Freeze-fracture studies of the developing cell surface. I. The plasmalemma of the corneal fibroblast.

Abstract

The freeze-fracture technique was used to study changes in the corneal fibroblast cell membrane during morphogenesis in chick embryos. Fibroblasts migrated into the acellular primary corneal stroma on day 6 of embryogenesis, moving between the orthogonal layers of collagen fibrils which serve as their substratum. Intramembrane particles (IMP) were morphometrically analyzed. Their concentration on the P [protoplasmic] face decreased from 756 to 534/.mu.m2 from days 6-14. After day 14, fibroblast migration and cell division ceased and the stroma condensed due to dehydration, so that by day 18 all of the layers of fibroblasts were extremely flattened and the cornea had taken on its mature, transparent form. The cell membranes of the terminally differentiated, highly compacted fibroblasts were rich in IMP (1300/.mu.m2, P face). The synthetic events occurring at this time were analyzed, but no correlation with 25SO4, or 3H-proline incorporation was found.
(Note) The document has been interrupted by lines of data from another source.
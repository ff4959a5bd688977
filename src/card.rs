use crate::app::Shared;
use crate::dom;
use crate::screens;
use wasm_bindgen::prelude::*;
use wasm_bindgen::JsCast;
use wasm_bindgen_futures::{spawn_local, JsFuture};
use web_sys as web;
use wishverse_core::card::*;
use wishverse_core::{CakeConfig, Screen};

const CARD_FONT_FAMILY: &str = "'Comic Sans MS', 'Segoe UI', sans-serif";
const TITLE: &str = "WishVerse";

fn context_2d(canvas: &web::HtmlCanvasElement) -> Result<web::CanvasRenderingContext2d, ShareError> {
    canvas
        .get_context("2d")
        .map_err(|e| ShareError::Export(format!("{:?}", e)))?
        .ok_or_else(|| ShareError::Export("no 2d context".into()))?
        .dyn_into::<web::CanvasRenderingContext2d>()
        .map_err(|e| ShareError::Export(format!("{:?}", e)))
}

fn rounded_rect_path(ctx: &web::CanvasRenderingContext2d, r: &Rect, radius: f64) {
    let radius = radius.min(r.w / 2.0).min(r.h / 2.0);
    ctx.begin_path();
    ctx.move_to(r.x + radius, r.y);
    _ = ctx.arc_to(r.x + r.w, r.y, r.x + r.w, r.y + r.h, radius);
    _ = ctx.arc_to(r.x + r.w, r.y + r.h, r.x, r.y + r.h, radius);
    _ = ctx.arc_to(r.x, r.y + r.h, r.x, r.y, radius);
    _ = ctx.arc_to(r.x, r.y, r.x + r.w, r.y, radius);
    ctx.close_path();
}

/// Paint the card at `scale` (1 for the preview, `EXPORT_SCALE` for saving).
fn draw_card(
    canvas: &web::HtmlCanvasElement,
    scale: f64,
    photo: Option<&web::HtmlImageElement>,
    message: &str,
) -> Result<(), ShareError> {
    canvas.set_width((CARD_WIDTH * scale) as u32);
    canvas.set_height((CARD_HEIGHT * scale) as u32);
    let ctx = context_2d(canvas)?;
    _ = ctx.set_transform(scale, 0.0, 0.0, scale, 0.0, 0.0);
    ctx.set_font(&format!("{MESSAGE_FONT_PX}px {CARD_FONT_FAMILY}"));
    let layout = CardLayout::compute(message, |s| ctx.measure_text(s).map(|m| m.width()).unwrap_or(0.0));

    let bg = ctx.create_linear_gradient(0.0, 0.0, 0.0, CARD_HEIGHT);
    _ = bg.add_color_stop(0.0, "#fdf2f8");
    _ = bg.add_color_stop(1.0, "#ede9fe");
    ctx.set_fill_style_canvas_gradient(&bg);
    ctx.fill_rect(layout.card.x, layout.card.y, layout.card.w, layout.card.h);

    ctx.set_fill_style_str("#db2777");
    ctx.set_font(&format!("bold 28px {CARD_FONT_FAMILY}"));
    ctx.set_text_align("center");
    _ = ctx.fill_text(TITLE, CARD_WIDTH / 2.0, CONTENT_TOP / 2.0 + 10.0);

    ctx.set_fill_style_str("#ffffff");
    rounded_rect_path(&ctx, &layout.photo, PHOTO_RADIUS);
    ctx.fill();
    if let Some(img) = photo.filter(|i| i.complete() && i.natural_width() > 0) {
        let inner = layout.photo_inner;
        let src = cover_crop(img.natural_width() as f64, img.natural_height() as f64, inner.w, inner.h);
        ctx.save();
        rounded_rect_path(&ctx, &inner, (PHOTO_RADIUS - PHOTO_BORDER).max(0.0));
        ctx.clip();
        ctx.draw_image_with_html_image_element_and_sw_and_sh_and_dx_and_dy_and_dw_and_dh(
            img, src.x, src.y, src.w, src.h, inner.x, inner.y, inner.w, inner.h,
        )
        .map_err(|e| ShareError::Export(format!("{:?}", e)))?;
        ctx.restore();
    }

    if let Some(b) = layout.message_box {
        ctx.set_fill_style_str("rgba(255, 255, 255, 0.85)");
        rounded_rect_path(&ctx, &b, PHOTO_RADIUS);
        ctx.fill();
        ctx.set_fill_style_str("#4b5563");
        ctx.set_font(&format!("{MESSAGE_FONT_PX}px {CARD_FONT_FAMILY}"));
        ctx.set_text_align("center");
        ctx.set_text_baseline("middle");
        for (i, line) in layout.message_lines.iter().enumerate() {
            let y = b.y + MESSAGE_PADDING + (i as f64 + 0.5) * MESSAGE_LINE_HEIGHT;
            _ = ctx.fill_text(line, b.x + b.w / 2.0, y);
        }
    }
    Ok(())
}

fn final_photo(document: &web::Document) -> Option<web::HtmlImageElement> {
    dom::by_id::<web::HtmlImageElement>(document, "final-image")
}

fn redraw_preview(document: &web::Document, message: &str) {
    let Some(canvas) = dom::by_id::<web::HtmlCanvasElement>(document, "card-canvas") else {
        return;
    };
    if let Err(e) = draw_card(&canvas, 1.0, final_photo(document).as_ref(), message) {
        log::warn!("[card] preview failed: {e}");
    }
}

/// Fill the Final screen from a finished configuration.
pub fn render_final(document: &web::Document, config: &CakeConfig) {
    dom::set_field_value(document, "final-message-input", &config.message);
    dom::set_text(document, "final-prompt", &config.prompt);
    dom::set_image(document, "final-original", config.original_image.as_deref());
    if let Some(img) = final_photo(document) {
        let message = config.message.clone();
        let onload = Closure::once_into_js(move || {
            if let Some(document) = dom::window_document() {
                redraw_preview(&document, &message);
            }
        });
        img.set_onload(Some(onload.unchecked_ref()));
        img.set_src(&config.image_url);
    }
    redraw_preview(document, &config.message);
}

fn export_card(document: &web::Document, message: &str) -> Result<(), ShareError> {
    let canvas = document
        .create_element("canvas")
        .map_err(|e| ShareError::Export(format!("{:?}", e)))?
        .dyn_into::<web::HtmlCanvasElement>()
        .map_err(|e| ShareError::Export(format!("{:?}", e)))?;
    draw_card(&canvas, EXPORT_SCALE, final_photo(document).as_ref(), message)?;
    let url = canvas
        .to_data_url_with_type("image/png")
        .map_err(|e| ShareError::Export(format!("{:?}", e)))?;
    let anchor = document
        .create_element("a")
        .map_err(|e| ShareError::Export(format!("{:?}", e)))?
        .dyn_into::<web::HtmlAnchorElement>()
        .map_err(|e| ShareError::Export(format!("{:?}", e)))?;
    let name = export_filename(js_sys::Date::now() as u64);
    anchor.set_href(&url);
    anchor.set_download(&name);
    anchor.click();
    log::info!("[card] exported {name}");
    Ok(())
}

async fn copy_page_link() -> Result<(), ShareError> {
    let window = web::window().ok_or_else(|| ShareError::Clipboard("no window".into()))?;
    let href = window
        .location()
        .href()
        .map_err(|e| ShareError::Clipboard(format!("{:?}", e)))?;
    let promise = window.navigator().clipboard().write_text(&href);
    JsFuture::from(promise)
        .await
        .map_err(|e| ShareError::Clipboard(format!("{:?}", e)))?;
    Ok(())
}

pub fn wire_final(document: &web::Document, app: &Shared) {
    let app_msg = app.clone();
    dom::add_input_listener(document, "final-message-input", move |value| {
        if app_msg.borrow_mut().wizard.set_message(value.clone()).is_ok() {
            if let Some(document) = dom::window_document() {
                redraw_preview(&document, &value);
            }
        }
    });

    let app_save = app.clone();
    dom::add_click_listener(document, "save-image-btn", move || {
        let message = app_save.borrow().wizard.config().message.clone();
        let Some(document) = dom::window_document() else {
            return;
        };
        if let Err(e) = export_card(&document, &message) {
            log::error!("[card] {e}");
            dom::alert(e.notice());
        }
    });

    dom::add_click_listener(document, "copy-link-btn", move || {
        spawn_local(async move {
            match copy_page_link().await {
                Ok(()) => dom::alert(LINK_COPIED_NOTICE),
                Err(e) => {
                    log::error!("[card] {e}");
                    dom::alert(e.notice());
                }
            }
        });
    });

    let app_restart = app.clone();
    dom::add_click_listener(document, "restart-btn", move || {
        {
            let mut a = app_restart.borrow_mut();
            if a.wizard.restart().is_err() {
                return;
            }
            a.reset_creator();
        }
        if let Some(document) = dom::window_document() {
            for id in ["prompt-input", "message-input", "upload-input"] {
                dom::set_field_value(&document, id, "");
            }
            screens::render_creator(&document, &app_restart.borrow().creator);
            screens::show(&document, Screen::Home);
        }
    });
}
//! Minimal RGB color handling for `#rrggbb` strings used in cake configs.
//!
//! Channels are sRGB-encoded, normalised to [0, 1]. Mixing happens in that
//! space; the shader converts to linear before lighting.

use crate::constants::DEFAULT_CAKE_COLOR;

#[derive(Clone, Copy, Debug, PartialEq)]
pub struct Rgb {
    pub r: f32,
    pub g: f32,
    pub b: f32,
}

impl Rgb {
    pub const BLACK: Rgb = Rgb::new(0.0, 0.0, 0.0);
    pub const WHITE: Rgb = Rgb::new(1.0, 1.0, 1.0);
    pub const ORANGE: Rgb = Rgb::new(1.0, 0.647, 0.0);

    pub const fn new(r: f32, g: f32, b: f32) -> Self {
        Self { r, g, b }
    }

    /// Parse `#rrggbb` or `rrggbb`, case-insensitive.
    pub fn parse(hex: &str) -> Option<Rgb> {
        let digits = hex.trim().trim_start_matches('#');
        if digits.len() != 6 || !digits.is_ascii() {
            return None;
        }
        let channel = |i: usize| u8::from_str_radix(&digits[i..i + 2], 16).ok();
        Some(Rgb::from_u8(channel(0)?, channel(2)?, channel(4)?))
    }

    /// Parse with a fallback to the default cake color.
    pub fn parse_or_default(hex: &str) -> Rgb {
        match Rgb::parse(hex) {
            Some(c) => c,
            None => {
                log::warn!("[color] unparsable color {:?}, using {}", hex, DEFAULT_CAKE_COLOR);
                Rgb::parse(DEFAULT_CAKE_COLOR).unwrap_or(Rgb::WHITE)
            }
        }
    }

    /// sRGB bytes to normalised sRGB floats (no linearisation).
    pub fn from_u8(r: u8, g: u8, b: u8) -> Self {
        Self::new(r as f32 / 255.0, g as f32 / 255.0, b as f32 / 255.0)
    }

    pub fn scaled(self, k: f32) -> Self {
        Self::new(self.r * k, self.g * k, self.b * k)
    }

    pub fn add(self, other: Rgb) -> Self {
        Self::new(self.r + other.r, self.g + other.g, self.b + other.b)
    }

    pub fn lerp(self, other: Rgb, t: f32) -> Self {
        let t = t.clamp(0.0, 1.0);
        Self::new(
            self.r + (other.r - self.r) * t,
            self.g + (other.g - self.g) * t,
            self.b + (other.b - self.b) * t,
        )
    }

    pub fn to_hex(self) -> String {
        let q = |v: f32| (v.clamp(0.0, 1.0) * 255.0).round() as u8;
        format!("#{:02x}{:02x}{:02x}", q(self.r), q(self.g), q(self.b))
    }

    pub fn to_array4(self, a: f32) -> [f32; 4] {
        [self.r, self.g, self.b, a]
    }
}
The event which best correlated with the doubling of P face particles between days 15-18 was the dehydration and condensation of the stroma, an event which was associated with cessation of both cell division and migration. Thyroxine stimulated premature condensation of the stroma, whereas thiouracil delayed condensation, but neither of these treatments affected IMP concentration, IMP concentration on the filopodia of migrating fibroblasts was similar to that on the cell bodies, suggesting that the new membrane had the same composition as the pre-existing membrane. Tight and gap junctions between fibroblasts and the relationship of extracellular matrix to the outer etched surface of the fibroblast plasmalemma were also studied.